There are few things in my life I regret. Not much I can point a finger at and say, ‘now that…that I would do different if I could go back.’ I’m not big on regrets, I think they’re a waste of time, and most often the mistakes I’ve made have been great learning experiences and made me who I am, and since I like who I am, it seems a bit hypocritical to regret what got me here.
But there is one thing, a moment I go back to time and time again in my mind and wonder – what if? What if my innate sense of shyness that I used to keep well hidden beneath a hearty layer of sarcasm hadn’t reared its ugly head at that particular moment? What if I had spoken up? What if I had asked the question, made the move, not cowered inside myself like some pansy-assed weakling who left her backbone at home?
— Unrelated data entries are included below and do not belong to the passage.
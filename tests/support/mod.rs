//! Test support utilities for sops-age-helper integration tests.
//!
//! Provides an isolated environment and helpers for driving the binary.

#![allow(dead_code)]

pub mod assertions;
pub mod commands;
pub mod fixtures;

#[allow(unused_imports)]
pub use assertions::*;
#[allow(unused_imports)]
pub use fixtures::*;

use std::path::PathBuf;

use tempfile::TempDir;

/// Test environment with an isolated working directory.
///
/// Child processes use `.current_dir()` and get credential variables
/// cleared, so tests can safely run in parallel.
pub struct Test {
    /// Working directory for the helper process
    pub dir: TempDir,
}

impl Test {
    /// Create a new empty test environment.
    pub fn new() -> Self {
        let dir = TempDir::new().expect("failed to create temp dir");
        Self { dir }
    }

    /// Write a file into the test directory and return its path.
    pub fn write(&self, name: &str, contents: &str) -> PathBuf {
        let path = self.dir.path().join(name);
        std::fs::write(&path, contents).expect("failed to write test file");
        path
    }

    /// Path inside the test directory.
    pub fn path(&self, name: &str) -> PathBuf {
        self.dir.path().join(name)
    }
}
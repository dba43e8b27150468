//! Test fixtures and key helpers.

use age::secrecy::ExposeSecret;
use age::x25519;
use base64::engine::general_purpose::STANDARD;
use base64::Engine;

/// Credential and logging variables cleared for every child process.
pub const HELPER_VARS: &[&str] = &[
    "AGE_KEY_FILE",
    "SOPS_AGE_KEY_FILE",
    "AGE_KEY",
    "SOPS_AGE_KEY",
    "AGE_RECIPIENTS_FILE",
    "SOPS_AGE_RECIPIENTS_FILE",
    "AGE_RECIPIENTS",
    "SOPS_AGE_RECIPIENTS",
    "DEBUG",
    "LOG_LEVEL",
    "SOPS_AGE_HELPER_LOG",
];

/// A valid age public key with no known private key.
pub const BOB_PUBLIC_KEY: &str = "age1ql3z7hjy54pw3hyww5ayyfg7zqgvc7w3j2elw8zmrj2kg5sfn9aqmcac8p";

/// A freshly generated age key pair.
pub struct Key {
    pub secret: String,
    pub recipient: String,
}

impl Key {
    pub fn generate() -> Self {
        let identity = x25519::Identity::generate();
        Self {
            secret: identity.to_string().expose_secret().to_string(),
            recipient: identity.to_public().to_string(),
        }
    }
}

/// A key file in the format written by `age-keygen`.
pub fn key_file(keys: &[&Key]) -> String {
    let mut contents = String::new();
    for key in keys {
        contents.push_str("# created: 2024-01-01T00:00:00Z\n");
        contents.push_str(&format!("# public key: {}\n", key.recipient));
        contents.push_str(&key.secret);
        contents.push('\n');
    }
    contents
}

pub fn b64(text: &str) -> String {
    STANDARD.encode(text.as_bytes())
}

pub fn unb64(text: &str) -> String {
    String::from_utf8(STANDARD.decode(text).expect("invalid base64")).expect("invalid utf-8")
}
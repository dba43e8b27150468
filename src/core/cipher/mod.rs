//! Cryptographic operations.
//!
//! The helper never implements cryptography itself. Encryption and decryption
//! are delegated to a [`Cipher`] backend; the only backend is [`Age`], which
//! wraps the `age` crate's `Encryptor` and `Decryptor`.

use ::age::x25519;
use zeroize::Zeroizing;

use crate::error::Result;

mod age;

pub use age::{parse_identity, parse_recipient, Age};

/// Cryptographic backend trait.
///
/// Abstracts the external encryption library behind recipient and identity
/// types of the backend's choosing.
pub trait Cipher {
    /// Type representing a recipient public key.
    type Recipient;

    /// Type representing a private identity/key.
    type Identity;

    /// Encrypt plaintext so that any of `recipients` can decrypt it.
    ///
    /// # Errors
    ///
    /// Returns `CipherError` if encryption fails.
    fn encrypt(&self, plaintext: &[u8], recipients: &[Self::Recipient]) -> Result<Vec<u8>>;

    /// Decrypt ciphertext with the first matching identity.
    ///
    /// # Errors
    ///
    /// Returns `CipherError` if no identity matches or the ciphertext is
    /// malformed.
    fn decrypt(
        &self,
        ciphertext: &[u8],
        identities: &[Self::Identity],
    ) -> Result<Zeroizing<Vec<u8>>>;
}

/// Encrypt plaintext for age recipients.
///
/// This is a convenience wrapper around `Age::encrypt`.
pub fn encrypt(plaintext: &[u8], recipients: &[x25519::Recipient]) -> Result<Vec<u8>> {
    Age.encrypt(plaintext, recipients)
}

/// Decrypt age ciphertext (binary or armored) with the given identities.
///
/// This is a convenience wrapper around `Age::decrypt`.
pub fn decrypt(ciphertext: &[u8], identities: &[x25519::Identity]) -> Result<Zeroizing<Vec<u8>>> {
    Age.decrypt(ciphertext, identities)
}
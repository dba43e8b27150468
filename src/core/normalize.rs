//! Text normalization for key and recipient sources.
//!
//! Credential files and variables share one format: `\n`-separated lines,
//! with lines whose trimmed content starts with `#` ignored.

/// Remove comment lines, keeping every other line exactly as written.
pub fn strip_comments(input: &str) -> String {
    input
        .split('\n')
        .filter(|line| !line.trim().starts_with('#'))
        .collect::<Vec<_>>()
        .join("\n")
}

/// Private key lines: comments stripped, each line trimmed, blanks dropped.
pub fn key_lines(input: &str) -> Vec<String> {
    strip_comments(input)
        .split('\n')
        .map(str::trim)
        .filter(|line| !line.is_empty())
        .map(str::to_string)
        .collect()
}

/// Recipient entries from a recipients file.
///
/// Lines are split on commas as-is. Blank lines and trailing commas survive
/// as empty entries.
pub fn file_recipients(input: &str) -> Vec<String> {
    strip_comments(input)
        .split('\n')
        .flat_map(|line| line.split(','))
        .map(str::to_string)
        .collect()
}

/// Recipient entries from an inline variable.
///
/// Each line is trimmed before splitting on commas; empty entries are kept.
pub fn inline_recipients(input: &str) -> Vec<String> {
    strip_comments(input)
        .split('\n')
        .map(str::trim)
        .flat_map(|line| line.split(','))
        .map(str::to_string)
        .collect()
}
Did you ever meet someone and without ever exchanging a word get the sense that you and this person were connected on some strange cosmic level? I have my own beliefs about this when it happens, has a lot to do with past life connections and all that stuff, I won’t bore you with the philosophy, but for me that’s what it’s like. As if you’ve passed through lives together and now, upon first meeting each other in this one, recognize each other instantly. It’s happened to me a lot in this life, but two times it was strong enough to nearly knock me off my feet. But the last time…the last time I still can’t shake the feeling I was suppose to do something about it. And I almost did, I took a few tentative steps, but then backed off, and the chance slipped away. The person disappeared from my life and I never got it back. I never got them back.
It’s been about five or six years now, and I still wonder where this person is, what happened to him, where life took him, is he happy? I wonder if he ever thinks back to what might have been. He had felt the connection as well, but for some reason I can’t fathom, what started never got finished, barely got off the ground before it disappeared into the ether, leaving me wondering what I should have done differently to hold on to it. If I could have that moment back, I would do it differently. I would speak up. I wouldn’t hide behind a shield of protectiveness afraid of getting hurt. That’s one thing I learned from that missed chance. If you think you can hide your feelings and not get hurt, you’re wrong. You hurt yourself in the hiding. I dropped the shield I’d been carrying not long after that. It had become too heavy and I couldn’t remember the point of it anymore.
I wished I’d come to that realization sooner. Because that is the one thing I would have done differently. I would have tossed that damn shield as far as my arms could have flung it and I would have said how I felt, what I wanted. I would have taken the chance and let the consequences be damned. Maybe it wouldn’t have been something that lasted forever; maybe it would have fizzled after a few weeks. Who knows? But maybe that’s the point. If I had taken the chance I would know. I wouldn’t be sitting here years after the fact haunted by a what if that refuses to go away.
So that’s the lesson of the day, kids. Don’t cower, don’t hold back and don’t worry about the consequences, because the consequences of doing nothing are generally just as bad and often more regrettable. Better to be in the game then sitting on the sidelines. Life is not a spectator sport. I’d throw off a few more pithy phrases like that, but the happy blue pills are kicking in and my brain is getting fuzzy, so I’ll leave it to you guys to glean what you can from this and take it as you’d like.